Course Syllabus
Aims
The continuous and rapid development of sophisticated sensing devices and advanced AI methods makes it possible to realize intelligent environments that unobtrusively support people in their daily life. Such systems may operate indoors (e.g., smart homes, smart buildings) as well as outdoors (e.g., smart cities). The aim of this course is to teach how to design and implement intelligent systems in such Ambient Intelligence scenarios, considering both technological and methodological aspects.
Contents
The course will introduce context-awareness as a fundamental concept for Ambient Intelligence systems. The program includes a presentation of relevant technologies (e.g., sensing devices) as well as AI methods for Ambient Intelligence (e.g., human activity recognition).
Detailed program
- Introduction to ambient intelligence and context-awareness
- Internet of Things and Sensor Data Management
- Time Series Analysis
- Indoor localization in Smart Environments
- Smart Energy Management in Smart Homes
- Human Activity Recognition with Mobile/Wearable Devices
- Human Activity Recognition in Smart Homes
- Advanced AI methods for Ambient Intelligence (e.g., federated learning, continual learning, transfer learning, GNNs)
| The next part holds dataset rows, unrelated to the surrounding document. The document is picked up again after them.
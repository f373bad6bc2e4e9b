mod assemble;
mod classify;
mod config;
mod error;
mod fetch;
mod input;
mod llm;
mod models;
mod parser;
mod pipeline;
mod records;
mod store;
mod summarize;

use std::path::PathBuf;
use std::time::Instant;

use anyhow::Context;
use clap::{ArgGroup, Args, Parser, Subcommand};
use tracing::info;
use tracing_subscriber::EnvFilter;

use config::{AiMode, HarvestConfig};
use error::LlmError;
use llm::{ChatClient, LlmConfig};

#[derive(Parser)]
#[command(name = "pmc_harvester", about = "Harvest PubMed Central articles into JSON dossiers")]
struct Cli {
    /// More log output (-v debug, -vv trace)
    #[arg(short, long, action = clap::ArgAction::Count, global = true)]
    verbose: u8,
    /// Only warnings and errors
    #[arg(short, long, global = true)]
    quiet: bool,
    /// Config file (default: ./harvester.toml if present)
    #[arg(long, global = true)]
    config: Option<PathBuf>,
    #[command(subcommand)]
    command: Commands,
}

#[derive(Subcommand)]
enum Commands {
    /// Fetch, extract and classify articles, writing one dossier per ID
    Run(RunArgs),
    /// Print the PMC IDs a CSV file yields
    Ids {
        csv: PathBuf,
        /// Max IDs to print
        #[arg(short = 'n', long)]
        limit: Option<usize>,
    },
    /// Add AI summaries to existing dossiers
    Summarize {
        /// Dossier directory (default: <out>/papers)
        #[arg(long)]
        dir: Option<PathBuf>,
        /// Max files to update this run
        #[arg(long, default_value = "2")]
        max_batch: usize,
        /// Primary model
        #[arg(long)]
        model: Option<String>,
        /// Model tried when the primary fails
        #[arg(long, default_value = summarize::FALLBACK_MODEL)]
        fallback_model: String,
    },
}

#[derive(Args)]
#[command(group(ArgGroup::new("source").required(true).args(["csv", "ids"])))]
struct RunArgs {
    /// CSV file with PMC IDs or links
    #[arg(long)]
    csv: Option<PathBuf>,
    /// Explicit PMC IDs, e.g. PMC4136787 PMC123456
    #[arg(long, num_args = 1..)]
    ids: Vec<String>,
    /// Output base directory
    #[arg(long)]
    out: Option<PathBuf>,
    /// Max IDs to process
    #[arg(short = 'n', long)]
    limit: Option<usize>,
    /// Parallel workers
    #[arg(short, long)]
    workers: Option<usize>,
    /// Refetch HTML and rebuild records even if present
    #[arg(long)]
    force: bool,
    /// Use the AI service when a key is configured, or never
    #[arg(long, value_enum)]
    ai: Option<AiMode>,
    /// Model for AI classification
    #[arg(long)]
    ai_model: Option<String>,
}

impl RunArgs {
    fn apply(&self, cfg: &mut HarvestConfig) {
        if let Some(out) = &self.out {
            cfg.out_dir = out.clone();
        }
        if self.limit.is_some() {
            cfg.limit = self.limit;
        }
        if let Some(workers) = self.workers {
            cfg.concurrency = workers;
        }
        cfg.force |= self.force;
        if let Some(ai) = self.ai {
            cfg.ai_mode = ai;
        }
        if let Some(model) = &self.ai_model {
            cfg.ai_model = model.clone();
        }
    }
}

fn init_logging(verbose: u8, quiet: bool) {
    let level = match (quiet, verbose) {
        (true, _) => "warn",
        (false, 0) => "info",
        (false, 1) => "debug",
        (false, _) => "trace",
    };
    tracing_subscriber::fmt()
        .with_env_filter(EnvFilter::try_from_default_env().unwrap_or_else(|_| level.into()))
        .with_writer(std::io::stderr)
        .init();
}

#[tokio::main]
async fn main() -> anyhow::Result<()> {
    dotenvy::dotenv().ok();
    let cli = Cli::parse();
    init_logging(cli.verbose, cli.quiet);

    let t0 = Instant::now();
    let mut cfg = HarvestConfig::load(cli.config.as_deref())?;

    match cli.command {
        Commands::Run(args) => {
            args.apply(&mut cfg);
            let items = match &args.csv {
                Some(csv) => input::from_csv(csv, cfg.limit)?,
                None => input::from_ids(&args.ids, cfg.limit)?,
            };
            info!(items = items.len(), out = %cfg.out_dir.display(), "harvesting articles");

            let report = pipeline::Pipeline::from_config(&cfg)?
                .with_progress(!cli.quiet)
                .run(items)
                .await?;
            println!("{}", serde_json::to_string_pretty(&report)?);
            println!("{}", report.summary_line());
        }
        Commands::Ids { csv, limit } => {
            for item in input::from_csv(&csv, limit)? {
                println!("{}", item.id);
            }
        }
        Commands::Summarize {
            dir,
            max_batch,
            model,
            fallback_model,
        } => {
            let llm = LlmConfig::from_harvest(&cfg)
                .ok_or(LlmError::MissingApiKey)
                .context("OPENAI_API_KEY is not set; set it before running the summarizer")?;
            let client = ChatClient::new(llm)?;
            let opts = summarize::SummarizeOptions {
                dir: dir.unwrap_or_else(|| cfg.papers_dir()),
                max_batch,
                primary_model: model.unwrap_or_else(|| cfg.ai_model.clone()),
                fallback_model,
            };
            let stats = summarize::summarize_dir(&client, &opts).await?;
            println!(
                "Updated {} dossiers ({} already summarized, {} failed).",
                stats.updated, stats.skipped, stats.failed
            );
        }
    }

    let elapsed = t0.elapsed();
    if elapsed.as_secs() >= 1 {
        println!("\nDone in {}", format_duration(elapsed));
    }
    Ok(())
}

fn format_duration(d: std::time::Duration) -> String {
    let secs = d.as_secs();
    if secs < 60 {
        format!("{:.1}s", d.as_secs_f64())
    } else if secs < 3600 {
        format!("{}m {}s", secs / 60, secs % 60)
    } else {
        format!("{}h {}m {}s", secs / 3600, (secs % 3600) / 60, secs % 60)
    }
}
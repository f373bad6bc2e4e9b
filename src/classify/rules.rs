/// A controlled vocabulary that can tag free text.
pub trait Vocabulary: Send + Sync {
    fn classify(&self, text: &str) -> Option<String>;
}

/// Ordered `(pattern, label)` pairs; the first pattern found as a lowercase substring wins.
pub struct RuleTable {
    rules: &'static [(&'static str, &'static str)],
}

impl RuleTable {
    pub const fn new(rules: &'static [(&'static str, &'static str)]) -> Self {
        Self { rules }
    }
}

impl Vocabulary for RuleTable {
    fn classify(&self, text: &str) -> Option<String> {
        let lowered = text.to_lowercase();
        self.rules
            .iter()
            .find(|(pattern, _)| lowered.contains(pattern))
            .map(|(_, label)| label.to_string())
    }
}

pub static PLATFORMS: RuleTable = RuleTable::new(&[
    ("international space station", "ISS"),
    ("iss", "ISS"),
    ("space shuttle", "Space Shuttle"),
    ("sts", "Space Shuttle"),
    ("spacelab", "Spacelab"),
    ("mir", "Mir"),
    ("soyuz", "Soyuz"),
    ("falcon 9", "Falcon 9"),
    ("dragon", "SpaceX Dragon"),
    ("orbiter", "Space Shuttle"),
]);

pub static ORGANISMS: RuleTable = RuleTable::new(&[
    ("arabidopsis", "Arabidopsis thaliana"),
    ("mus musculus", "Mus musculus"),
    ("mouse", "Mus musculus"),
    ("mice", "Mus musculus"),
    ("homo sapiens", "Homo sapiens"),
    ("human", "Homo sapiens"),
    ("drosophila", "Drosophila melanogaster"),
    ("zebrafish", "Danio rerio"),
    ("danio rerio", "Danio rerio"),
    ("yeast", "Saccharomyces cerevisiae"),
    ("ecoli", "Escherichia coli"),
    ("escherichia coli", "Escherichia coli"),
    ("bacillus subtilis", "Bacillus subtilis"),
    ("lettuce", "Lactuca sativa"),
    ("spinach", "Spinacia oleracea"),
    ("wheat", "Triticum aestivum"),
    ("soybean", "Glycine max"),
    ("rice", "Oryza sativa"),
    ("arabidopsis thaliana", "Arabidopsis thaliana"),
    ("c. elegans", "Caenorhabditis elegans"),
    ("caenorhabditis elegans", "Caenorhabditis elegans"),
]);

pub static EXPERIMENT_TYPES: RuleTable = RuleTable::new(&[
    ("radiation", "Space Radiation Biology"),
    ("dosimetry", "Space Radiation Biology"),
    ("microgravity", "Microgravity Research"),
    ("bone", "Musculoskeletal Adaptation"),
    ("muscle", "Musculoskeletal Adaptation"),
    ("plant", "Space Botany"),
    ("seed", "Space Botany"),
    ("germination", "Space Botany"),
    ("genomic", "Omics & Genomics"),
    ("transcript", "Omics & Genomics"),
    ("protein", "Proteomics"),
    ("bacteria", "Microbiology"),
    ("bacterial", "Microbiology"),
    ("immune", "Immunology"),
    ("cardio", "Cardiovascular Research"),
]);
- Explainable AI for Ambient Intelligence
- Data Privacy aspects of Ambient Intelligence
The lab lessons will propose practical hands-on on AI methods for Ambient Intelligence
Prerequisites
Python programming, basics of deep learning.
Teaching form
Teaching with both theory (32 hours) and lab lessons (24 hours):
- 16 theory lessons (2 hours each) in presence
- 6 lab sessions (4 hours each) in presence
Textbook and teaching resource
The main teaching resources are the slides and online material provided by the teachers.
We will also provide relevant scientific papers for each covered topic.
Semester
Second semester
Assessment method
Written exam and individual project.
The written exam will be a combination of multiple choices and open questions on the theory part.
Students will be evaluated on their knowledge on the concepts introduced during the theory lessons.
The individual project will be chosen by the student in agreement with the teachers, and it will include the implementation of AI methods for Ambient Intelligence and their evaluation on a public dataset.
There will be a project discussion with an oral evaluation.
Students will be evaluated on: a) the correctness of the code, b) their skills in pre-processing Ambient Intelligence datasets, c) their skill in applying and evaluating AI methods for Ambient Intelligence.
This course will not have mid-term exams.
Office hours
On appointment. Contact the teachers via email.